Transcribe the data that follows precisely, omitting nothing.

Collected data entries:
- - -
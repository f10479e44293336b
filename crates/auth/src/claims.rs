use chrono::{DateTime, Utc};
use serde::{Deserialize, Serialize};
use thiserror::Error;

use devplan_core::UserId;

use crate::{Permission, RoleKind};

/// Access-token claims model (transport-agnostic).
///
/// The role and its effective permission set are embedded so downstream
/// services can authorize without a directory lookup. Timestamps serialize as
/// unix seconds, which is what JWT libraries expect for `iat`/`exp`.
#[derive(Debug, Clone, PartialEq, Eq, Serialize, Deserialize)]
pub struct AccessClaims {
    /// Subject: the authenticated user.
    pub sub: UserId,

    /// Role held by the user at issuance time.
    pub role: RoleKind,

    /// Effective permissions derived from the role.
    pub permissions: Vec<Permission>,

    /// Issued-at timestamp.
    #[serde(with = "chrono::serde::ts_seconds")]
    pub iat: DateTime<Utc>,

    /// Expiration timestamp.
    #[serde(with = "chrono::serde::ts_seconds")]
    pub exp: DateTime<Utc>,
}

#[derive(Debug, Error, Clone, PartialEq, Eq)]
pub enum TokenValidationError {
    #[error("token has expired")]
    Expired,

    #[error("token not yet valid (iat is in the future)")]
    NotYetValid,

    #[error("invalid token time window (exp <= iat)")]
    InvalidTimeWindow,
}

/// Deterministically validate the claims time window.
///
/// This validates the *claims* only; signature verification lives in the
/// token service. Keeping the window check pure makes expiry behaviour
/// testable without clocks or keys.
pub fn validate_window(
    claims: &AccessClaims,
    now: DateTime<Utc>,
) -> Result<(), TokenValidationError> {
    if claims.exp <= claims.iat {
        return Err(TokenValidationError::InvalidTimeWindow);
    }
    if now < claims.iat {
        return Err(TokenValidationError::NotYetValid);
    }
    if now >= claims.exp {
        return Err(TokenValidationError::Expired);
    }
    Ok(())
}

#[cfg(test)]
mod tests {
    use super::*;
    use chrono::Duration;

    fn claims(iat: DateTime<Utc>, exp: DateTime<Utc>) -> AccessClaims {
        AccessClaims {
            sub: UserId::new(),
            role: RoleKind::Employee,
            permissions: RoleKind::Employee.permissions().to_vec(),
            iat,
            exp,
        }
    }

    #[test]
    fn accepts_token_within_window() {
        let now = Utc::now();
        let c = claims(now - Duration::minutes(5), now + Duration::minutes(5));
        assert!(validate_window(&c, now).is_ok());
    }

    #[test]
    fn rejects_expired_token() {
        let now = Utc::now();
        let c = claims(now - Duration::hours(2), now - Duration::hours(1));
        assert_eq!(validate_window(&c, now), Err(TokenValidationError::Expired));
    }

    #[test]
    fn rejects_future_token() {
        let now = Utc::now();
        let c = claims(now + Duration::minutes(1), now + Duration::hours(1));
        assert_eq!(
            validate_window(&c, now),
            Err(TokenValidationError::NotYetValid)
        );
    }

    #[test]
    fn rejects_inverted_window() {
        let now = Utc::now();
        let c = claims(now, now);
        assert_eq!(
            validate_window(&c, now),
            Err(TokenValidationError::InvalidTimeWindow)
        );
    }
}
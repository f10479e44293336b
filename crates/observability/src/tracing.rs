//! Tracing/logging initialization.
//!
//! JSON-formatted logs filtered via `RUST_LOG`, defaulting to `info`.

use tracing_subscriber::EnvFilter;

/// Initialize tracing/logging for the process.
///
/// Safe to call multiple times (subsequent calls are no-ops).
pub fn init() {
    let filter = EnvFilter::try_from_default_env().unwrap_or_else(|_| EnvFilter::new("info"));

    let _ = tracing_subscriber::fmt()
        .with_env_filter(filter)
        .json()
        .with_timer(tracing_subscriber::fmt::time::SystemTime)
        .with_target(false)
        .try_init();
}
use serde::{Deserialize, Serialize};

use devplan_core::UserId;

use crate::{AccessClaims, Permission, RoleKind};

/// A fully resolved principal for authorization decisions.
///
/// Construction is decoupled from transport: the API layer derives a principal
/// from verified token claims, workers can construct one directly.
#[derive(Debug, Clone, PartialEq, Eq, Serialize, Deserialize)]
pub struct Principal {
    pub user_id: UserId,
    pub role: RoleKind,
    pub permissions: Vec<Permission>,
}

impl Principal {
    pub fn new(user_id: UserId, role: RoleKind) -> Self {
        Self {
            user_id,
            role,
            permissions: role.permissions().to_vec(),
        }
    }
}

impl From<&AccessClaims> for Principal {
    fn from(claims: &AccessClaims) -> Self {
        Self {
            user_id: claims.sub,
            role: claims.role,
            permissions: claims.permissions.clone(),
        }
    }
}
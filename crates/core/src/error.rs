//! Domain error model.

use thiserror::Error;

/// Result type used across the domain layer.
pub type DomainResult<T> = Result<T, DomainError>;

/// Domain-level error.
///
/// Deterministic, business-level failures only (validation, invariants,
/// conflicts). Infrastructure failures do not belong here.
#[derive(Debug, Error, Clone, PartialEq, Eq)]
pub enum DomainError {
    /// A value failed validation (e.g. malformed email, empty title).
    #[error("validation failed: {0}")]
    Validation(String),

    /// A lifecycle or consistency invariant was violated.
    #[error("invariant violated: {0}")]
    InvariantViolation(String),

    /// An identifier could not be parsed.
    #[error("invalid identifier: {0}")]
    InvalidId(String),

    /// The target aggregate does not exist (domain-level).
    #[error("not found")]
    NotFound,

    /// Stale version / optimistic concurrency conflict.
    #[error("conflict: {0}")]
    Conflict(String),

    /// The acting principal is not allowed to perform the operation.
    #[error("unauthorized")]
    Unauthorized,
}

impl DomainError {
    pub fn validation(msg: impl Into<String>) -> Self {
        Self::Validation(msg.into())
    }

    pub fn invariant(msg: impl Into<String>) -> Self {
        Self::InvariantViolation(msg.into())
    }

    pub fn invalid_id(msg: impl Into<String>) -> Self {
        Self::InvalidId(msg.into())
    }

    pub fn conflict(msg: impl Into<String>) -> Self {
        Self::Conflict(msg.into())
    }

    pub fn not_found() -> Self {
        Self::NotFound
    }
}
- - -
#### ANSWER TO THE PROBLEM
repository f10479e44293336b
filename crates/auth/src/claims.rs
use chrono::{DateTime, Utc};
use serde::{Deserialize, Serialize};
use thiserror::Error;

use devplan_core::UserId;

use crate::{Permission, RoleKind};

/// Access-token claims model (transport-agnostic).
///
/// The role and its effective permission set are embedded so downstream
/// services can authorize without a directory lookup. Timestamps serialize as
/// unix seconds, which is what JWT libraries expect for `iat`/`exp`.
#[derive(Debug, Clone, PartialEq, Eq, Serialize, Deserialize)]
pub struct AccessClaims {
    /// Subject: the authenticated user.
    pub sub: UserId,

    /// Role held by the user at issuance time.
    pub role: RoleKind,

    /// Effective permissions derived from the role.
    pub permissions: Vec<Permission>,

    /// Issued-at timestamp.
    #[serde(with = "chrono::serde::ts_seconds")]
    pub iat: DateTime<Utc>,

    /// Expiration timestamp.
    #[serde(with = "chrono::serde::ts_seconds")]
    pub exp: DateTime<Utc>,
}

#[derive(Debug, Error, Clone, PartialEq, Eq)]
pub enum TokenValidationError {
    #[error("token has expired")]
    Expired,

    #[error("token not yet valid (iat is in the future)")]
    NotYetValid,

    #[error("invalid token time window (exp <= iat)")]
    InvalidTimeWindow,
}

/// Deterministically validate the claims time window.
///
/// This validates the *claims* only; signature verification lives in the
/// token service. Keeping the window check pure makes expiry behaviour
/// testable without clocks or keys.
pub fn validate_window(
    claims: &AccessClaims,
    now: DateTime<Utc>,
) -> Result<(), TokenValidationError> {
    if claims.exp <= claims.iat {
        return Err(TokenValidationError::InvalidTimeWindow);
    }
    if now < claims.iat {
        return Err(TokenValidationError::NotYetValid);
    }
    if now >= claims.exp {
        return Err(TokenValidationError::Expired);
    }
    Ok(())
}

#[cfg(test)]
mod tests {
    use super::*;
    use chrono::Duration;

    fn claims(iat: DateTime<Utc>, exp: DateTime<Utc>) -> AccessClaims {
        AccessClaims {
            sub: UserId::new(),
            role: RoleKind::Employee,
            permissions: RoleKind::Employee.permissions().to_vec(),
            iat,
            exp,
        }
    }

    #[test]
    fn accepts_token_within_window() {
        let now = Utc::now();
        let c = claims(now - Duration::minutes(5), now + Duration::minutes(5));
        assert!(validate_window(&c, now).is_ok());
    }

    #[test]
    fn rejects_expired_token() {
        let now = Utc::now();
        let c = claims(now - Duration::hours(2), now - Duration::hours(1));
        assert_eq!(validate_window(&c, now), Err(TokenValidationError::Expired));
    }

    #[test]
    fn rejects_future_token() {
        let now = Utc::now();
        let c = claims(now + Duration::minutes(1), now + Duration::hours(1));
        assert_eq!(
            validate_window(&c, now),
            Err(TokenValidationError::NotYetValid)
        );
    }

    #[test]
    fn rejects_inverted_window() {
        let now = Utc::now();
        let c = claims(now, now);
        assert_eq!(
            validate_window(&c, now),
            Err(TokenValidationError::InvalidTimeWindow)
        );
    }
}
repository f10479e44293336b
filename crates/observability/src/tracing.rs
//! Tracing/logging initialization.
//!
//! JSON-formatted logs filtered via `RUST_LOG`, defaulting to `info`.

use tracing_subscriber::EnvFilter;

/// Initialize tracing/logging for the process.
///
/// Safe to call multiple times (subsequent calls are no-ops).
pub fn init() {
    let filter = EnvFilter::try_from_default_env().unwrap_or_else(|_| EnvFilter::new("info"));

    let _ = tracing_subscriber::fmt()
        .with_env_filter(filter)
        .json()
        .with_timer(tracing_subscriber::fmt::time::SystemTime)
        .with_target(false)
        .try_init();
}
use serde::{Deserialize, Serialize};

use devplan_core::UserId;

use crate::{AccessClaims, Permission, RoleKind};

/// A fully resolved principal for authorization decisions.
///
/// Construction is decoupled from transport: the API layer derives a principal
/// from verified token claims, workers can construct one directly.
#[derive(Debug, Clone, PartialEq, Eq, Serialize, Deserialize)]
pub struct Principal {
    pub user_id: UserId,
    pub role: RoleKind,
    pub permissions: Vec<Permission>,
}

impl Principal {
    pub fn new(user_id: UserId, role: RoleKind) -> Self {
        Self {
            user_id,
            role,
            permissions: role.permissions().to_vec(),
        }
    }
}

impl From<&AccessClaims> for Principal {
    fn from(claims: &AccessClaims) -> Self {
        Self {
            user_id: claims.sub,
            role: claims.role,
            permissions: claims.permissions.clone(),
        }
    }
}
filename crates/core/src/error.rs
//! Domain error model.

use thiserror::Error;

/// Result type used across the domain layer.
pub type DomainResult<T> = Result<T, DomainError>;

/// Domain-level error.
///
/// Deterministic, business-level failures only (validation, invariants,
/// conflicts). Infrastructure failures do not belong here.
#[derive(Debug, Error, Clone, PartialEq, Eq)]
pub enum DomainError {
    /// A value failed validation (e.g. malformed email, empty title).
    #[error("validation failed: {0}")]
    Validation(String),

    /// A lifecycle or consistency invariant was violated.
    #[error("invariant violated: {0}")]
    InvariantViolation(String),

    /// An identifier could not be parsed.
    #[error("invalid identifier: {0}")]
    InvalidId(String),

    /// The target aggregate does not exist (domain-level).
    #[error("not found")]
    NotFound,

    /// Stale version / optimistic concurrency conflict.
    #[error("conflict: {0}")]
    Conflict(String),

    /// The acting principal is not allowed to perform the operation.
    #[error("unauthorized")]
    Unauthorized,
}

impl DomainError {
    pub fn validation(msg: impl Into<String>) -> Self {
        Self::Validation(msg.into())
    }

    pub fn invariant(msg: impl Into<String>) -> Self {
        Self::InvariantViolation(msg.into())
    }

    pub fn invalid_id(msg: impl Into<String>) -> Self {
        Self::InvalidId(msg.into())
    }

    pub fn conflict(msg: impl Into<String>) -> Self {
        Self::Conflict(msg.into())
    }

    pub fn not_found() -> Self {
        Self::NotFound
    }
}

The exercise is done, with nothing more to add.